Me estrechó la mano cuando le di los cigarros. Los escondió en el bolsillo luego de mirar a un lado u otro, como para cerciorarse de que los había puesto allí sin que nadie lo viera. Comenzaba a amanecer y me invitó a alejarme de la parte por donde transitaban las personas en aquella acera, habitualmente limpia.

Me dijo que había sido marinero, que había navegado por todos los mares del mundo y que tuvo novias en Japón, en Rotterdam, en Buenos Aires y en muchos lugares más, porque no siempre fue el negro viejo que veo ahora, sino un moreno fuerte, musculoso, que engatusaba a cualquiera.

Me confesó que las mujeres se volvían locas por él, que algunas querían que se casara y se quedara allá, en aquel país, pero no lo hizo porque en Cuba tenía a la madre y a un hermano inválido, y que el momento más feliz de su vida era ver cómo su hermano lo recibía, cuando llegaba de viajes cargado de cosas que en Cuba no había.

Trabajó hasta 1996. Para entonces ya no había barcos. No tenía contactos con tripulaciones de otros países y se quedó en tierra. Se fue a hacer guardias de noche y a cuidar de su madre y su hermano. Hasta que llegó el Covid y se los llevó a los dos, y casi hasta a él.

Dice que se volvió loco, porque había perdido, en dos días, a todo lo que quería en la vida. Y entonces dejó de trabajar. Solo caminaba y caminaba porque necesitaba paz, necesitaba paciencia, pero se dio cuenta de que era imposible comprarla.

Alucinaciones

Me confesó que pasó hambre. Un hambre atroz, y que alucinó muchas veces con la comida, con un potaje de frijoles, unas costillas de cerdo o un bistec de res con mucha cebolla. Ese día olvidó dónde estaba su casa y no lo recordó nunca más. Y entonces se quedó en la calle, recogiendo latas para venderlas y fumar.

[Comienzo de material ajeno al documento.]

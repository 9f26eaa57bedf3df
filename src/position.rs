use std::ops::{Add, Sub};

/// A cell coordinate on the half-grid. Coordinates are signed so that
/// offsets may step outside the board; bounds are checked by the grid.
#[derive(Debug, Clone, Copy, PartialEq, Eq, Hash, Default)]
pub struct Position {
    pub x: i32,
    pub y: i32,
}

impl Position {
    pub const fn new(x: i32, y: i32) -> Self {
        Self { x, y }
    }

    /// Rotates a unit direction by 90 degrees: `(dx, dy) -> (-dy, dx)`.
    pub const fn rotated(self) -> Self {
        Self {
            x: -self.y,
            y: self.x,
        }
    }

    /// `self + rhs`, or `None` if either coordinate overflows.
    pub fn checked_add(self, rhs: Position) -> Option<Self> {
        Some(Self {
            x: self.x.checked_add(rhs.x)?,
            y: self.y.checked_add(rhs.y)?,
        })
    }

    pub const fn scaled(self, factor: i32) -> Self {
        Self {
            x: self.x * factor,
            y: self.y * factor,
        }
    }
}

impl Add for Position {
    type Output = Position;

    fn add(self, rhs: Position) -> Position {
        Position {
            x: self.x + rhs.x,
            y: self.y + rhs.y,
        }
    }
}

impl Sub for Position {
    type Output = Position;

    fn sub(self, rhs: Position) -> Position {
        Position {
            x: self.x - rhs.x,
            y: self.y - rhs.y,
        }
    }
}

impl From<(i32, i32)> for Position {
    fn from((x, y): (i32, i32)) -> Self {
        Self { x, y }
    }
}

/// Initial run directions, indexed by `random % 4`: up, down, right, left.
pub const RUN_DIRECTIONS: [Position; 4] = [
    Position::new(0, -1),
    Position::new(0, 1),
    Position::new(1, 0),
    Position::new(-1, 0),
];
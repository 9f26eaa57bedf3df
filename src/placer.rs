use std::collections::HashSet;
use std::fmt;

use crate::grid::HalfGrid;
use crate::position::{Position, RUN_DIRECTIONS};
use crate::random::RandomSource;

const BASE_BLOCKS: usize = 4;
const TURN_BLOCKS: usize = 4;
/// `random % 100` at or below this adds a forced turn and doubles the run.
const LONG_RUN_THRESHOLD: u32 = 35;

/// Outcome of one placement run.
#[derive(Debug, Clone, Copy, PartialEq, Eq)]
pub struct RunReport {
    pub anchor: Position,
    /// Blocks carved by the run, the initial block included.
    pub blocks: usize,
    pub turned: bool,
}

#[derive(Debug, Clone, Copy, Default, PartialEq, Eq)]
pub struct GenerationStats {
    pub runs: usize,
    pub blocks: usize,
    pub seed_walls: usize,
    pub final_walls: usize,
}

impl fmt::Display for GenerationStats {
    fn fmt(&self, f: &mut fmt::Formatter<'_>) -> fmt::Result {
        write!(
            f,
            "{} runs, {} blocks, {} -> {} wall tiles",
            self.runs, self.blocks, self.seed_walls, self.final_walls
        )
    }
}

impl<R: RandomSource> HalfGrid<R> {
    /// Places one run of wall blocks. Returns `false` once no block fits.
    pub fn add_wall(&mut self) -> bool {
        self.place_run().is_some()
    }

    pub fn place_run(&mut self) -> Option<RunReport> {
        self.collect_valid_starting_positions();
        self.collect_connections();
        if self.free_positions.is_empty() {
            return None;
        }
        let index = self.rng.pick_index(self.free_positions.len());
        let anchor = self.free_positions.get(index)?;

        self.walls.add_wall_block(anchor);
        let mut count = self.expand_wall(anchor);

        let mut max_blocks = BASE_BLOCKS;
        let mut turn_blocks = max_blocks;
        if self.rng.next_random() % 100 <= LONG_RUN_THRESHOLD {
            turn_blocks = TURN_BLOCKS;
            max_blocks += turn_blocks;
        }

        let orig = RUN_DIRECTIONS[self.rng.pick_index(RUN_DIRECTIONS.len())];
        let mut dir = orig;
        let mut turned = false;
        let mut i = 0;
        while count < max_blocks {
            let p = anchor + dir.scaled(i);
            if (!turned && count >= turn_blocks) || !self.free_positions.contains(p) {
                turned = true;
                dir = dir.rotated();
                i = 1;
                if dir == orig {
                    break;
                }
                continue;
            }
            if !self.walls.is_wall_block_filled(p) {
                self.walls.add_wall_block(p);
                count += 1 + self.expand_wall(p);
            }
            i += 1;
        }

        let report = RunReport {
            anchor,
            blocks: count + 1,
            turned,
        };
        log::debug!(
            "run at ({}, {}): {} blocks, turned: {}, {} free anchors",
            anchor.x,
            anchor.y,
            report.blocks,
            turned,
            self.free_positions.len()
        );
        Some(report)
    }

    /// Runs placement until the grid is saturated.
    pub fn fill(&mut self) -> GenerationStats {
        let mut stats = GenerationStats {
            seed_walls: self.walls.wall_count(),
            ..GenerationStats::default()
        };
        while let Some(run) = self.place_run() {
            stats.runs += 1;
            stats.blocks += run.blocks;
        }
        stats.final_walls = self.walls.wall_count();
        log::info!("half-grid filled: {stats}");
        stats
    }
}

impl<R> HalfGrid<R> {
    /// Carves every anchor reachable from `start` through the connection
    /// graph, each visited once. Returns how many blocks were newly carved.
    pub fn expand_wall(&mut self, start: Position) -> usize {
        let mut visited = HashSet::from([start]);
        let mut stack = vec![start];
        let mut count = 0;
        while let Some(p) = stack.pop() {
            for &source in self.connections.sources(p) {
                if !visited.insert(source) {
                    continue;
                }
                if !self.walls.is_wall_block_filled(source) {
                    self.walls.add_wall_block(source);
                    count += 1;
                }
                stack.push(source);
            }
        }
        count
    }
}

Nunca antes fumó, dice, y aclara que en su casa nadie fumaba, que su madre era dura con eso y no lo permitía. Pero el hambre lo llevó a fumar, a fumar siempre de noche, mientras recogía latas por todas las calles de La Habana Vieja, para venderlas a la mañana siguiente y luego irse a dormir a un parqueo, en el piso, a veces entre perros vagabundos.

Una noche le dieron unas fiebres altísimas y pensó que moría. Tenía unos pesos en un bolsillo de unas latas que había vendido y le dijo a uno que parqueaba bicitaxis que si moría, tomara el dinero y llevara el cuerpo hasta el cementerio de Colón. Pero el hombre lo llevó a su casa, lo bañó y lo curó.

Por primera vez en dos años durmió en una cama, tomó una sopa clara pero deliciosa y volvió a sentirse persona, pero al otro día se tuvo que ir. Se sentía mejor, se despidió, puso los billetes encima de una mesa y salió sin mirar atrás, y no vio jamás a aquel hombre, que le dio, además, las ropas que ahora llevaba puestas.

Allí estuve un rato, sentado a su diestra para que el aire fresco del mar, la brisa matutina, se llevara su olor al otro lado y no me lo lanzara arriba. Aquel hombre me daba lástima, me inspiraba compasión. Me cambió unos cigarros por una explicación que olvidó y ya ni lo recordaba.

Las mejores lecciones

Aquel hombre se aferró siempre a la vida, a pesar de todo. Esa fue la primera lección que aprendí mientras lo escuchaba. Y era un hombre fuerte, porque soportó la muerte de la madre y el hermano y vivió. Tal vez su cerebro bloqueó cosas en él para no ahondar en su sufrimiento.

También aprendí que se puede vivir en soledad, sin casa, casi sin comida, sin nadie que se ocupe de uno, y pensé que eso es lo que busca el gobierno, que todos seamos como aquel hombre que recoge latas, que pasa toda la noche despierto y que solo se preocupa por comprar cigarros.

Un hombre no necesita tanto, me dije cuando le di la mano y me marché a seguir mi caminata hasta La Coubre. Tal vez con la mitad de lo que come Manuel Marrero, o con un tercio -incluso hasta un décimo- podría vivir aquel hombre. No necesita tanto para ser feliz.

¿Por qué unos tienen tantos bienes y comodidades y otros no tienen nada? ¿Por qué unos se conforman con ir libres por ahí, sin importarles la política, las leyes, las reglas más elementales, y otros pretenden acapararlo todo, controlarlo todo e imponer siempre su voluntad?

Mientras pensaba en eso, me acordé de Demócrito:: «las leyes de los hombres se pueden violar, pero no las de la naturaleza», decía. En Cuba es al revés, pensé de pronto. Y no trates de comprar paciencia, me dije, porque hasta eso puede ser un delito.